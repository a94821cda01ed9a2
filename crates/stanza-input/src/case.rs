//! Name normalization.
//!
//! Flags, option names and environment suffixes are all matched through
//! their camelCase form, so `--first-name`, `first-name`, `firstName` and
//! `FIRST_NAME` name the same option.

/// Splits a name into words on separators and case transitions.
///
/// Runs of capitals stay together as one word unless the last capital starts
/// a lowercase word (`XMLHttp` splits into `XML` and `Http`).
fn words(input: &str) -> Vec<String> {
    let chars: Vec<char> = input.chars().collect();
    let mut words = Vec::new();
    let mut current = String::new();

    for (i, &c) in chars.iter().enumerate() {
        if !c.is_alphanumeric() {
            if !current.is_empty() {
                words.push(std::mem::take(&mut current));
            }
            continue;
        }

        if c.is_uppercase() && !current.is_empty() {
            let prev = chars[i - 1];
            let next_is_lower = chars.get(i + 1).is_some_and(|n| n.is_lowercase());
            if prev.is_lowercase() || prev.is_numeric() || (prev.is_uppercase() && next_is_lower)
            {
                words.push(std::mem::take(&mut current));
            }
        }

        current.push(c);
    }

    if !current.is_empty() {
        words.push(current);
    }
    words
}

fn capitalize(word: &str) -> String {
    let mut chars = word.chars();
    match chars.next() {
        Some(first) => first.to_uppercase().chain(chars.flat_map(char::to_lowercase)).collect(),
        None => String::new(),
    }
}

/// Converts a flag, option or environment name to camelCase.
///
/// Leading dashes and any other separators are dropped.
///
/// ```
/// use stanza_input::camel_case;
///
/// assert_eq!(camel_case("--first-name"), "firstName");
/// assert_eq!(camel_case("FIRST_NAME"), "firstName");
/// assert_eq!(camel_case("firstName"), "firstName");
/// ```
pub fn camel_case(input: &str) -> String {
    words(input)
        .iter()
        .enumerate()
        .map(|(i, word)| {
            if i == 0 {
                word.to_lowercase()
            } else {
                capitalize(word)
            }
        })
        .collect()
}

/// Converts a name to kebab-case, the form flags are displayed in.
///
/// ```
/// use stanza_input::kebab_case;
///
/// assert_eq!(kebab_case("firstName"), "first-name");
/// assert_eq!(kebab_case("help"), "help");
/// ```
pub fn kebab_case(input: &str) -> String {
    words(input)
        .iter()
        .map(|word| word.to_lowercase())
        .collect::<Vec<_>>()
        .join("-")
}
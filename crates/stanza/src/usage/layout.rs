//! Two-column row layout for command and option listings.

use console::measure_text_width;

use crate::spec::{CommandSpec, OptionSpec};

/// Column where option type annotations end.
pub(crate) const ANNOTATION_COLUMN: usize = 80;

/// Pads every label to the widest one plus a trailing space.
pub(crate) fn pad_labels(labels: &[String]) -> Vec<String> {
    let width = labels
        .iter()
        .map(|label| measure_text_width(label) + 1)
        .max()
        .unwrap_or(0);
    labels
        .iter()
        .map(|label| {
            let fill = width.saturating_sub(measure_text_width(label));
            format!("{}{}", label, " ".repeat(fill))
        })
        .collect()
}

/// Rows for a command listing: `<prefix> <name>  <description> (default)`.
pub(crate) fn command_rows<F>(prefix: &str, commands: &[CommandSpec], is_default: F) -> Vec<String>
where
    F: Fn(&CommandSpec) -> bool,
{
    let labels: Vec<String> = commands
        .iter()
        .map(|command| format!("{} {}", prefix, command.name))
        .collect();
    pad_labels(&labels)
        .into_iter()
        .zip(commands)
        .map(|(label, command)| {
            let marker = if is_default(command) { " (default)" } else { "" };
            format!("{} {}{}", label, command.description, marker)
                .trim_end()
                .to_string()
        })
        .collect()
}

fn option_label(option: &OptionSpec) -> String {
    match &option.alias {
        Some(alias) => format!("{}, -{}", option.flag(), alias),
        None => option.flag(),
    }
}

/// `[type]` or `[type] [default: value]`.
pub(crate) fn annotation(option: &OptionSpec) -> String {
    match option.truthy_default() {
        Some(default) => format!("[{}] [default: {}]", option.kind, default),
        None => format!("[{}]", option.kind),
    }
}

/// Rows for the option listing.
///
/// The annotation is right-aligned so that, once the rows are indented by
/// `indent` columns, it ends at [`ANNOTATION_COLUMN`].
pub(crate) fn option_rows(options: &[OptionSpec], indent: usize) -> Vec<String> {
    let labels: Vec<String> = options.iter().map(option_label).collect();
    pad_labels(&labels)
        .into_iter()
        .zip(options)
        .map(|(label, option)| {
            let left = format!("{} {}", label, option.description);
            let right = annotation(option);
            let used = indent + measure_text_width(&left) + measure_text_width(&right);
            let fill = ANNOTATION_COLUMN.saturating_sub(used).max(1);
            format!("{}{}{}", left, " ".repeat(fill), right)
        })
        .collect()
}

--*--

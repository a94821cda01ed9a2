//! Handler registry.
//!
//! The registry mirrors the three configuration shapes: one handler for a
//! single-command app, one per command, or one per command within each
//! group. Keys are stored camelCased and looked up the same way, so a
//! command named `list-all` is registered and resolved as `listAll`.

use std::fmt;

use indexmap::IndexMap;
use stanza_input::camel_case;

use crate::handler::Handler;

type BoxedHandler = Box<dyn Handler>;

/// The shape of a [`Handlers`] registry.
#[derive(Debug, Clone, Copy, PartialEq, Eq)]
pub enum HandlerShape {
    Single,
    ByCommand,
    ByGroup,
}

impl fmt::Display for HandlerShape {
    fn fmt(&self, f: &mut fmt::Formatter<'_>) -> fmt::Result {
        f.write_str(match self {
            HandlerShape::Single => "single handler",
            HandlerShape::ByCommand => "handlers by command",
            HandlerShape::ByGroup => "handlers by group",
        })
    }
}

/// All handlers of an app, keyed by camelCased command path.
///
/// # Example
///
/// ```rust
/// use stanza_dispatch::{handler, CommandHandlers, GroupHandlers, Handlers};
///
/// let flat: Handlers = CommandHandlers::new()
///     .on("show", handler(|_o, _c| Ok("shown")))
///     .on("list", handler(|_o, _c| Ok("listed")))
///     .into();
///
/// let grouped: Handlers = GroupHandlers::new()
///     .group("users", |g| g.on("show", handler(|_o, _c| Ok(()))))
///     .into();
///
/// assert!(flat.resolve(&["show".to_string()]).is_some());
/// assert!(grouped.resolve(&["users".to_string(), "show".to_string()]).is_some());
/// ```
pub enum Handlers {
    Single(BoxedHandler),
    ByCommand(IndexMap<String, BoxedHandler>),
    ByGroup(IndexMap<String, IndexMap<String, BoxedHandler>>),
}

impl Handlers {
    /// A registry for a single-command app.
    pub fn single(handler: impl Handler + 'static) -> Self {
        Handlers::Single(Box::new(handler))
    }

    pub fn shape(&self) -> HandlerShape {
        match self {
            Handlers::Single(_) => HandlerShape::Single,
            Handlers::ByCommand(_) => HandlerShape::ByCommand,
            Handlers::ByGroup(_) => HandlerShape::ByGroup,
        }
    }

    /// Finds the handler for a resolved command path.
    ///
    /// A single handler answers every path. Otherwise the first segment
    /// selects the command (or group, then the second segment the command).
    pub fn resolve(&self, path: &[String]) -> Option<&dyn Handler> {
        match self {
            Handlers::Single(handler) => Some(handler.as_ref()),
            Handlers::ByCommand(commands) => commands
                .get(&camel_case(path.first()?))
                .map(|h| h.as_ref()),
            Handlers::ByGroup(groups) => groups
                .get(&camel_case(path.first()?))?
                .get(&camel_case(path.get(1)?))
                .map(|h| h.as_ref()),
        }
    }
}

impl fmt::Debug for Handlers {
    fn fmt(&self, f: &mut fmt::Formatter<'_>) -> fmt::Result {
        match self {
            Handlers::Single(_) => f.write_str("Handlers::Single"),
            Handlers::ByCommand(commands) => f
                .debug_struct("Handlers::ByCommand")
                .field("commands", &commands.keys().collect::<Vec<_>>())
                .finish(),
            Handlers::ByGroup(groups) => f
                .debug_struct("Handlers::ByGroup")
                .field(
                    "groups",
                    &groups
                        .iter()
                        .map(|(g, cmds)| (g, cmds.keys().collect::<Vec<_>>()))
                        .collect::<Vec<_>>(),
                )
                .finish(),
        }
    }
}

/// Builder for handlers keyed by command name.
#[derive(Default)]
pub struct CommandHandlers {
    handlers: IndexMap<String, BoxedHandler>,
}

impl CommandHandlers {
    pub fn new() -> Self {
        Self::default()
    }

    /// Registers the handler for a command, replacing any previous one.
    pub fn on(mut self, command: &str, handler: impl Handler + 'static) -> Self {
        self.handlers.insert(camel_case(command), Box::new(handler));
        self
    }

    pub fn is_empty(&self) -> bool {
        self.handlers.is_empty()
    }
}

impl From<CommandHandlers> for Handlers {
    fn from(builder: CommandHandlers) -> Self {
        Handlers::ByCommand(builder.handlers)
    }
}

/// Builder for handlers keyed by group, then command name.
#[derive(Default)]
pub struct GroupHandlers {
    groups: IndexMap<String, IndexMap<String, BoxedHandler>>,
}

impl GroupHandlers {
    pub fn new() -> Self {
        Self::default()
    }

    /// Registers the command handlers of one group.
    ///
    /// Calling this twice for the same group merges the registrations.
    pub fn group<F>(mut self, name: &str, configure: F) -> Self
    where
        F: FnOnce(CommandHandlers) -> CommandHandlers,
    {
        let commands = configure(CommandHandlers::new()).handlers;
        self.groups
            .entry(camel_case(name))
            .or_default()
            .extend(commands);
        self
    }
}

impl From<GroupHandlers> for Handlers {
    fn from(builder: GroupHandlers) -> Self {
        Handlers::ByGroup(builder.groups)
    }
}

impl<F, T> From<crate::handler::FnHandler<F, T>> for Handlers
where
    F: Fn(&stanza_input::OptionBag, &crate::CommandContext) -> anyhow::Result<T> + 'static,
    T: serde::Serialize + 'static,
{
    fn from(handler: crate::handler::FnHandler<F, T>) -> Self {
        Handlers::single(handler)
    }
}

--*--

Report every line containing the string "CommandSpec" in the material.

use crate::spec::{CommandSpec, OptionSpec};
pub(crate) fn command_rows<F>(prefix: &str, commands: &[CommandSpec], is_default: F) -> Vec<String>
    F: Fn(&CommandSpec) -> bool,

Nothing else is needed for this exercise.